Absorbable sutures in hand trauma are safe and reduce the need for follow-up28,29. Selected patients can safely perform their own follow-up. Skin cancer patients are already taking increasing responsibility for their own healthcare and show preference for patient-led surveillance and fewer scheduled clinic visits30. NHS England is supporting providers to roll out patient-initiated follow-up moving forward31.
At least three quarters of the units reported providing antibiotics for simple open hand wounds, at least until definitive treatment. The routine use of antibiotics has not been shown to reduce the infection rate in simple hand wounds requiring surgery32,33 and BSSH does not recommend their use in these injuries34. Antibiotic stewardship must be addressed by units and individuals, to reduce the risk of antimicrobial resistance.
Two previous surveys have examined the impact of COVID-19 on hand surgery worldwide35,36. An initial survey early in the pandemic, carried out in March 2020, showed that the majority of surgeons had already modified their practice; many had stopped elective operations, were performing surgeries in a smaller operating theatre than normal and managing more cases conservatively35. Our survey suggests that these changes were reflected in the UK and Europe and continued throughout the first wave. A survey by the Kleinert Society of members, with responses predominantly from the USA, covered a similar time period in the first COVID-19 wave to our survey. It showed similar reduced clinic and elective surgery volumes36. However, contrary to our findings, telemedicine was not widely used and felt to have multiple drawbacks.

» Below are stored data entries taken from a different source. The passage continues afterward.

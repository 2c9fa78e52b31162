//! Store doubles that count, fail, and hold operations on demand.

use std::sync::Arc;
use std::sync::atomic::{AtomicBool, AtomicUsize, Ordering};

use async_trait::async_trait;
use autolock_store::{ChangeStream, KeyValueStore, MemoryStore, StoreError, StoreResult};
use serde_json::Value;
use tokio::sync::{Notify, watch};

/// Reason reported by injected failures.
pub const INJECTED_FAILURE: &str = "injected_failure";

/// [`MemoryStore`] wrapper that records traffic and can inject failures or
/// hold reads and writes until released.
///
/// Counters include every attempted call, even ones that later fail or stay
/// held. Clones share counters, switches, and data.
#[derive(Clone, Default)]
pub struct RecordingStore {
    inner: MemoryStore,
    recorder: Arc<Recorder>,
}

#[derive(Default)]
struct Recorder {
    reads: AtomicUsize,
    writes: AtomicUsize,
    fail_reads: AtomicBool,
    fail_writes: AtomicBool,
    read_gate: Gate,
    write_gate: Gate,
}

impl RecordingStore {
    /// Empty store with all operations passing straight through.
    #[must_use]
    pub fn new() -> Self {
        Self::default()
    }

    /// Wrap an existing memory store.
    #[must_use]
    pub fn wrapping(inner: MemoryStore) -> Self {
        Self {
            inner,
            recorder: Arc::default(),
        }
    }

    /// Underlying store, bypassing counters and switches.
    #[must_use]
    pub const fn inner(&self) -> &MemoryStore {
        &self.inner
    }

    /// Number of `get` calls issued so far.
    #[must_use]
    pub fn read_count(&self) -> usize {
        self.recorder.reads.load(Ordering::SeqCst)
    }

    /// Number of `set` calls issued so far.
    #[must_use]
    pub fn write_count(&self) -> usize {
        self.recorder.writes.load(Ordering::SeqCst)
    }

    /// Make subsequent reads fail (or succeed again).
    pub fn fail_reads(&self, fail: bool) {
        self.recorder.fail_reads.store(fail, Ordering::SeqCst);
    }

    /// Make subsequent writes fail (or succeed again).
    pub fn fail_writes(&self, fail: bool) {
        self.recorder.fail_writes.store(fail, Ordering::SeqCst);
    }

    /// Hold reads until [`RecordingStore::resume_reads`].
    pub fn pause_reads(&self) {
        self.recorder.read_gate.close();
    }

    /// Release held reads.
    pub fn resume_reads(&self) {
        self.recorder.read_gate.open();
    }

    /// Hold writes until [`RecordingStore::resume_writes`].
    pub fn pause_writes(&self) {
        self.recorder.write_gate.close();
    }

    /// Release held writes.
    pub fn resume_writes(&self) {
        self.recorder.write_gate.open();
    }

    /// Wait until at least one read is being held.
    pub async fn wait_for_pending_read(&self) {
        self.recorder.read_gate.wait_for_waiter().await;
    }

    /// Wait until at least one write is being held.
    pub async fn wait_for_pending_write(&self) {
        self.recorder.write_gate.wait_for_waiter().await;
    }
}

#[async_trait]
impl KeyValueStore for RecordingStore {
    async fn get(&self, key: &str) -> StoreResult<Option<Value>> {
        self.recorder.reads.fetch_add(1, Ordering::SeqCst);
        self.recorder.read_gate.pass().await;
        if self.recorder.fail_reads.load(Ordering::SeqCst) {
            return Err(injected("get", key));
        }
        self.inner.get(key).await
    }

    async fn set(&self, key: &str, value: Value) -> StoreResult<()> {
        self.recorder.writes.fetch_add(1, Ordering::SeqCst);
        self.recorder.write_gate.pass().await;
        if self.recorder.fail_writes.load(Ordering::SeqCst) {
            return Err(injected("set", key));
        }
        self.inner.set(key, value).await
    }

    fn changes(&self) -> ChangeStream {
        self.inner.changes()
    }
}

fn injected(operation: &'static str, key: &str) -> StoreError {
    StoreError::Rejected {
        operation,
        key: key.to_string(),
        reason: INJECTED_FAILURE,
    }
}

/// Open/closed barrier that tracks how many callers it is holding.
struct Gate {
    open: watch::Sender<bool>,
    waiting: AtomicUsize,
    arrived: Notify,
}

impl Default for Gate {
    fn default() -> Self {
        let (open, _) = watch::channel(true);
        Self {
            open,
            waiting: AtomicUsize::new(0),
            arrived: Notify::new(),
        }
    }
}

impl Gate {
    fn close(&self) {
        self.open.send_replace(false);
    }

    fn open(&self) {
        self.open.send_replace(true);
    }

    async fn pass(&self) {
        let mut open = self.open.subscribe();
        if *open.borrow_and_update() {
            return;
        }
        let _held = HeldCaller::enter(self);
        let _ = open.wait_for(|open| *open).await;
    }

    async fn wait_for_waiter(&self) {
        loop {
            let arrived = self.arrived.notified();
            if self.waiting.load(Ordering::SeqCst) > 0 {
                return;
            }
            arrived.await;
        }
    }
}

/// Keeps the held-caller count accurate when a held future is dropped.
struct HeldCaller<'a> {
    gate: &'a Gate,
}

impl<'a> HeldCaller<'a> {
    fn enter(gate: &'a Gate) -> Self {
        gate.waiting.fetch_add(1, Ordering::SeqCst);
        gate.arrived.notify_waiters();
        Self { gate }
    }
}

impl Drop for HeldCaller<'_> {
    fn drop(&mut self) {
        self.gate.waiting.fetch_sub(1, Ordering::SeqCst);
    }
}

#[cfg(test)]
mod tests {
    use super::*;
    use serde_json::json;
    use std::time::Duration;

    #[tokio::test]
    async fn counts_calls_and_injects_failures() {
        let store = RecordingStore::new();
        store.set("k", json!(1)).await.unwrap();
        assert_eq!(store.get("k").await.unwrap(), Some(json!(1)));

        store.fail_writes(true);
        let err = store.set("k", json!(2)).await.unwrap_err();
        assert_eq!(err.kind(), "rejected");
        store.fail_reads(true);
        assert!(store.get("k").await.is_err());

        assert_eq!(store.write_count(), 2);
        assert_eq!(store.read_count(), 2);
        assert_eq!(store.inner().get("k").await.unwrap(), Some(json!(1)));
    }

    #[tokio::test]
    async fn paused_writes_wait_for_release() {
        let store = RecordingStore::new();
        store.pause_writes();

        let pending = {
            let store = store.clone();
            tokio::spawn(async move { store.set("k", json!(3)).await })
        };
        store.wait_for_pending_write().await;
        assert_eq!(store.inner().get("k").await.unwrap(), None);

        store.resume_writes();
        tokio::time::timeout(Duration::from_secs(2), pending)
            .await
            .expect("write released")
            .unwrap()
            .unwrap();
        assert_eq!(store.inner().get("k").await.unwrap(), Some(json!(3)));
    }
}
//! `autolock` binary entrypoint.

#[tokio::main]
async fn main() {
    let exit_code = autolock_cli::run().await;
    std::process::exit(exit_code);
}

The limitations of this study include those associated with surveys, specifically reporting and selection bias. The service evaluation performed at the same time should corroborate the findings. There was also a predominance of responses from the UK.
Through necessity rapid changes were made to service delivery. Understandably, there was little patient involvement or rigorous evaluation of the changes. Now is the time to formally engage patients and the public in service redesign and assess the clinical effectiveness of new approaches to delivering care.